WHAT THIS TASK INVOLVES: Your answer should be the lines below from the one holding "missing or unreachable" through the one holding "pub async fn", copied exactly and with nothing else.

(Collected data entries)
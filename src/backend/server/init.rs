/**
 * Server Initialization
 *
 * This module handles the initialization and setup of the Axum HTTP server.
 *
 * # Initialization Process
 *
 * 1. Install the panic hook and build the failure dispatcher for the runtime mode
 * 2. Load the optional database pool
 * 3. Create the router with failure handling installed
 */

use axum::Router;
use std::sync::Arc;

use crate::backend::error::{install_panic_hook, FailureDispatcher, KindRegistry, TracingSink};
use crate::backend::routes::router::create_router;
use crate::backend::server::config::load_database;
use crate::backend::server::state::AppState;
use crate::shared::config::AppConfig;

/// Build the failure dispatcher for a configuration
///
/// The dispatcher is created once and lives for the whole process.
pub fn create_dispatcher(config: &AppConfig) -> Arc<FailureDispatcher> {
    Arc::new(FailureDispatcher::new(
        config.mode,
        KindRegistry::builtin(),
        Arc::new(TracingSink),
    ))
}

/// Create and configure the Axum application
///
/// # Error Handling
///
/// The function is designed to be resilient: a missing or unreachable
/// database is logged and the server continues without database features.
pub async fn create_app(config: &AppConfig) -> Router<()> {
    tracing::info!("Initializing faultline server in {} mode", config.mode);

    install_panic_hook();

    let dispatcher = create_dispatcher(config);
    let db_pool = load_database(config).await;

    let app_state = AppState::new(dispatcher, db_pool);
    let app = create_router(app_state);

    tracing::info!("Router configured");

    app
}
/**
 * Error Conversion
 *
 * This module provides the conversions that let handlers use `?` on anything
 * that can fail, and the `IntoResponse` implementations that hand failures to
 * the failure middleware.
 *
 * # HTTP Response Conversion
 *
 * Returning `Err(Failure)` from a handler does not render the failure
 * directly. The response produced here carries the `Failure` in its
 * extensions; the failure middleware removes it and runs the dispatcher,
 * which replaces the whole response.
 *
 * When no failure middleware is installed the parked response is still a
 * valid envelope: known errors are rendered with production redaction, every
 * other failure as the base fields of its kind. Nothing is translated or
 * logged here.
 */

use axum::{
    extract::rejection::{JsonRejection, PathRejection},
    response::{IntoResponse, Response},
};

use crate::backend::error::dispatcher::{emit, redact, REDACTED_MESSAGE};
use crate::backend::error::driver::DriverFailure;
use crate::backend::error::failure::{Defect, Failure};
use crate::backend::error::types::ApiError;
use crate::shared::config::RuntimeMode;
use crate::shared::envelope::ErrorEnvelope;

impl From<ApiError> for Failure {
    fn from(err: ApiError) -> Self {
        Self::Known(err)
    }
}

impl From<DriverFailure> for Failure {
    fn from(err: DriverFailure) -> Self {
        Self::Driver(err)
    }
}

impl From<Defect> for Failure {
    fn from(err: Defect) -> Self {
        Self::Unclassified(err)
    }
}

/// Driver errors with a failure code become `Driver`; the rest are unclassified
impl From<sqlx::Error> for Failure {
    fn from(err: sqlx::Error) -> Self {
        match DriverFailure::from_sqlx(&err) {
            Some(driver) => Self::Driver(driver),
            None => Self::Unclassified(Defect::new(err.to_string())),
        }
    }
}

impl From<serde_json::Error> for Failure {
    fn from(err: serde_json::Error) -> Self {
        Self::Unclassified(Defect::new(format!("JSON error: {}", err)))
    }
}

impl From<std::io::Error> for Failure {
    fn from(err: std::io::Error) -> Self {
        Self::Unclassified(Defect::new(format!("I/O error: {}", err)))
    }
}

/// Malformed request bodies are the caller's fault
impl From<JsonRejection> for Failure {
    fn from(rejection: JsonRejection) -> Self {
        Self::Known(ApiError::validation(rejection.body_text()))
    }
}

/// Undecodable path parameters are the caller's fault as well
impl From<PathRejection> for Failure {
    fn from(rejection: PathRejection) -> Self {
        Self::Known(ApiError::validation(rejection.body_text()))
    }
}

impl IntoResponse for Failure {
    fn into_response(self) -> Response {
        let kind = self.kind();
        let envelope = match &self {
            Failure::Known(error) => redact(error, RuntimeMode::Production),
            _ if kind.is_operational() => {
                ErrorEnvelope::new(kind.name(), kind.default_message(), kind.status_code())
            }
            _ => ErrorEnvelope::new(kind.name(), REDACTED_MESSAGE, kind.status_code()),
        };
        let mut response = emit(kind.status(), &envelope);
        response.extensions_mut().insert(self);
        response
    }
}

impl IntoResponse for ApiError {
    fn into_response(self) -> Response {
        Failure::from(self).into_response()
    }
}

#[cfg(test)]
mod tests {
    use super::*;
    use crate::backend::error::kind::ErrorKind;
    use axum::http::StatusCode;

    #[test]
    fn test_from_api_error() {
        let failure: Failure = ApiError::forbidden("Admins only").into();
        assert!(matches!(failure, Failure::Known(ref e) if e.kind() == ErrorKind::FORBIDDEN));
    }

    #[test]
    fn test_from_sqlx_row_not_found_is_driver() {
        let failure: Failure = sqlx::Error::RowNotFound.into();
        match failure {
            Failure::Driver(driver) => assert_eq!(driver.code, "02000"),
            other => panic!("Expected Driver, got {:?}", other),
        }
    }

    #[test]
    fn test_from_sqlx_pool_timeout_is_unclassified() {
        let failure: Failure = sqlx::Error::PoolTimedOut.into();
        assert!(matches!(failure, Failure::Unclassified(_)));
    }

    #[test]
    fn test_from_serde_error() {
        let err = serde_json::from_str::<serde_json::Value>("{ invalid json }").unwrap_err();
        let failure: Failure = err.into();
        match failure {
            Failure::Unclassified(defect) => assert!(defect.message().starts_with("JSON error")),
            other => panic!("Expected Unclassified, got {:?}", other),
        }
    }

    #[test]
    fn test_parked_response_carries_failure() {
        let response = Failure::unclassified("x is null").into_response();
        assert_eq!(response.status(), StatusCode::INTERNAL_SERVER_ERROR);
        assert!(response.extensions().get::<Failure>().is_some());
    }

    #[test]
    fn test_parked_driver_failure_keeps_its_stack() {
        let driver = DriverFailure::new("P2010", "raw query failed")
            .with_stack(Some("at insert_user".to_string()));
        let response = Failure::from(driver).into_response();

        assert_eq!(response.status(), StatusCode::INTERNAL_SERVER_ERROR);
        match response.extensions().get::<Failure>() {
            Some(Failure::Driver(driver)) => assert_eq!(driver.stack(), Some("at insert_user")),
            other => panic!("Expected parked driver failure, got {:?}", other),
        }
    }

    #[test]
    fn test_parked_driver_failure_uses_translated_status() {
        let response = Failure::from(DriverFailure::new("23505", "duplicate key")).into_response();
        assert_eq!(response.status(), StatusCode::CONFLICT);
    }

    #[test]
    fn test_parked_response_uses_kind_status() {
        let response = ApiError::conflict("Email already registered").into_response();
        assert_eq!(response.status(), StatusCode::CONFLICT);
    }
}
//! Response Envelopes
//!
//! Wire records returned by every API endpoint. Failed requests carry an
//! [`ErrorEnvelope`]; successful ones wrap their payload in a
//! [`SuccessEnvelope`].
//!
//! # Error Format
//!
//! ```json
//! {
//!   "name": "ValidationError",
//!   "message": "Email is required",
//!   "statusCode": 400,
//!   "fields": ["email"]
//! }
//! ```
//!
//! Kind-specific fields (`retryAfter`, `fields`, ...) sit at the top level next
//! to the base fields. `stack` is only ever present for non-operational
//! failures served outside production.

use serde::{Deserialize, Serialize};
use serde_json::{Map, Value};

/// Field names owned by the envelope itself.
///
/// Extra fields using one of these keys would collide with the base record,
/// so they are never serialized as extras.
pub const RESERVED_FIELDS: [&str; 4] = ["name", "message", "statusCode", "stack"];

/// Body sent when even the base fields could not be serialized.
pub const FALLBACK_BODY: &str =
    r#"{"name":"InternalServerError","message":"Internal server error","statusCode":500}"#;

/// JSON body of a failed request
#[derive(Debug, Clone, PartialEq, Serialize, Deserialize)]
pub struct ErrorEnvelope {
    /// Kind discriminator, e.g. `NotFoundError`
    pub name: String,
    /// Caller-facing message
    pub message: String,
    /// HTTP status code, repeated in the body
    #[serde(rename = "statusCode")]
    pub status_code: u16,
    /// Kind-specific fields, flattened into the top level
    #[serde(flatten)]
    pub extra: Map<String, Value>,
    /// Captured stack trace (development mode, non-operational kinds only)
    #[serde(default, skip_serializing_if = "Option::is_none")]
    pub stack: Option<String>,
}

impl ErrorEnvelope {
    /// Create an envelope with no extra fields and no stack
    pub fn new(name: impl Into<String>, message: impl Into<String>, status_code: u16) -> Self {
        Self {
            name: name.into(),
            message: message.into(),
            status_code,
            extra: Map::new(),
            stack: None,
        }
    }

    /// Attach extra fields, dropping any that use a reserved key
    pub fn with_extra(mut self, extra: Map<String, Value>) -> Self {
        self.extra = extra
            .into_iter()
            .filter(|(key, _)| !RESERVED_FIELDS.contains(&key.as_str()))
            .collect();
        self
    }

    /// Attach a stack trace
    pub fn with_stack(mut self, stack: Option<String>) -> Self {
        self.stack = stack;
        self
    }

    /// Copy of this envelope holding only `name`, `message` and `statusCode`
    pub fn base_only(&self) -> Self {
        Self::new(self.name.clone(), self.message.clone(), self.status_code)
    }

    /// Serialize to the JSON bytes sent on the wire
    pub fn to_json_bytes(&self) -> Result<Vec<u8>, serde_json::Error> {
        serde_json::to_vec(self)
    }
}

/// JSON body of a successful request
///
/// ```json
/// { "data": { "id": "..." } }
/// ```
#[derive(Debug, Clone, PartialEq, Serialize, Deserialize)]
pub struct SuccessEnvelope<T> {
    pub data: T,
}

impl<T> SuccessEnvelope<T> {
    pub fn new(data: T) -> Self {
        Self { data }
    }
}
/**
 * Request Failures
 *
 * `Failure` is what handlers return in their `Err` arm. It keeps the failure
 * exactly as it was produced; classification into a single `ApiError` only
 * happens once, in the dispatcher.
 *
 * # Variants
 *
 * - `Known` - already classified by a handler or service
 * - `Driver` - a storage driver failure carrying a failure code
 * - `Unclassified` - anything else (defects, panics, foreign errors)
 */

use std::any::Any;
use std::cell::RefCell;
use std::sync::Once;
use thiserror::Error;

use crate::backend::error::driver::DriverFailure;
use crate::backend::error::kind::ErrorKind;
use crate::backend::error::types::{capture_stack, ApiError};

/// A failure produced while handling a request
#[derive(Debug, Clone, Error)]
pub enum Failure {
    #[error(transparent)]
    Known(ApiError),

    #[error(transparent)]
    Driver(DriverFailure),

    #[error(transparent)]
    Unclassified(Defect),
}

impl Failure {
    /// Unclassified failure with a stack captured here
    pub fn unclassified(message: impl Into<String>) -> Self {
        Self::Unclassified(Defect::new(message))
    }

    /// Kind the failure will be classified as, without classifying it
    pub fn kind(&self) -> ErrorKind {
        match self {
            Self::Known(error) => error.kind(),
            Self::Driver(driver) => driver.code().kind(),
            Self::Unclassified(_) => ErrorKind::INTERNAL,
        }
    }
}

thread_local! {
    static PANIC_STACK: RefCell<Option<String>> = const { RefCell::new(None) };
}

static PANIC_HOOK: Once = Once::new();

/// Record the stack of each panic on the panicking thread
///
/// Chains to the previously installed hook. Installing it more than once is a
/// no-op. [`Defect::from_panic`] takes the recorded stack.
pub fn install_panic_hook() {
    PANIC_HOOK.call_once(|| {
        let previous = std::panic::take_hook();
        std::panic::set_hook(Box::new(move |info| {
            PANIC_STACK.with(|slot| *slot.borrow_mut() = capture_stack());
            previous(info);
        }));
    });
}

/// An unexpected failure nobody classified
#[derive(Debug, Clone, Error)]
#[error("{message}")]
pub struct Defect {
    message: String,
    stack: Option<String>,
}

impl Defect {
    /// Create a defect, capturing the current stack
    pub fn new(message: impl Into<String>) -> Self {
        Self {
            message: message.into(),
            stack: capture_stack(),
        }
    }

    /// Create a defect with an explicit stack (or none)
    pub fn with_stack(message: impl Into<String>, stack: Option<String>) -> Self {
        Self {
            message: message.into(),
            stack,
        }
    }

    /// Build a defect from a caught panic payload
    ///
    /// Uses the stack recorded at the panic site by [`install_panic_hook`].
    /// Without the hook the stack is captured here, where the panic was caught.
    pub fn from_panic(payload: &(dyn Any + Send)) -> Self {
        let message = if let Some(message) = payload.downcast_ref::<&str>() {
            (*message).to_string()
        } else if let Some(message) = payload.downcast_ref::<String>() {
            message.clone()
        } else {
            "handler panicked".to_string()
        };
        let stack = PANIC_STACK
            .with(|slot| slot.borrow_mut().take())
            .or_else(capture_stack);
        Self { message, stack }
    }

    pub fn message(&self) -> &str {
        &self.message
    }

    pub fn stack(&self) -> Option<&str> {
        self.stack.as_deref()
    }

    pub(crate) fn into_parts(self) -> (String, Option<String>) {
        (self.message, self.stack)
    }
}

#[cfg(test)]
mod tests {
    use super::*;

    #[test]
    fn test_defect_from_str_panic() {
        let payload: Box<dyn Any + Send> = Box::new("x is null");
        let defect = Defect::from_panic(payload.as_ref());
        assert_eq!(defect.message(), "x is null");
    }

    #[test]
    fn test_defect_from_string_panic() {
        let payload: Box<dyn Any + Send> = Box::new(format!("index {} out of range", 7));
        let defect = Defect::from_panic(payload.as_ref());
        assert_eq!(defect.message(), "index 7 out of range");
    }

    #[test]
    fn test_defect_from_opaque_panic() {
        let payload: Box<dyn Any + Send> = Box::new(42_u32);
        let defect = Defect::from_panic(payload.as_ref());
        assert_eq!(defect.message(), "handler panicked");
    }

    #[test]
    fn test_panic_stack_is_taken_at_panic_site() {
        install_panic_hook();
        let payload = std::panic::catch_unwind(|| panic!("x is null")).unwrap_err();

        let defect = Defect::from_panic(payload.as_ref());
        let stack = defect.stack().expect("stack should be recorded");
        assert!(!stack.contains("from_panic"), "stack taken at catch site: {}", stack);

        // Consumed by the first defect
        assert!(PANIC_STACK.with(|slot| slot.borrow().is_none()));
    }

    #[test]
    fn test_defect_explicit_stack() {
        let defect = Defect::with_stack("boom", Some("frame 0".to_string()));
        assert_eq!(defect.stack(), Some("frame 0"));
        assert_eq!(defect.to_string(), "boom");
    }

    #[test]
    fn test_failure_kind_without_classifying() {
        assert_eq!(Failure::from(ApiError::conflict("taken")).kind(), ErrorKind::CONFLICT);
        assert_eq!(
            Failure::Driver(DriverFailure::new("P2001", "missing")).kind(),
            ErrorKind::NOT_FOUND
        );
        assert_eq!(Failure::unclassified("x is null").kind(), ErrorKind::INTERNAL);
    }

    #[test]
    fn test_failure_display_is_transparent() {
        let failure = Failure::Known(ApiError::not_found("User not found"));
        assert_eq!(failure.to_string(), "NotFoundError: User not found");

        let failure = Failure::Driver(DriverFailure::new("23505", "duplicate key"));
        assert_eq!(failure.to_string(), "driver failure 23505: duplicate key");
    }
}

EXERCISE SOLUTION:
/// The function is designed to be resilient: a missing or unreachable
/// database is logged and the server continues without database features.
pub async fn create_app(config: &AppConfig) -> Router<()> {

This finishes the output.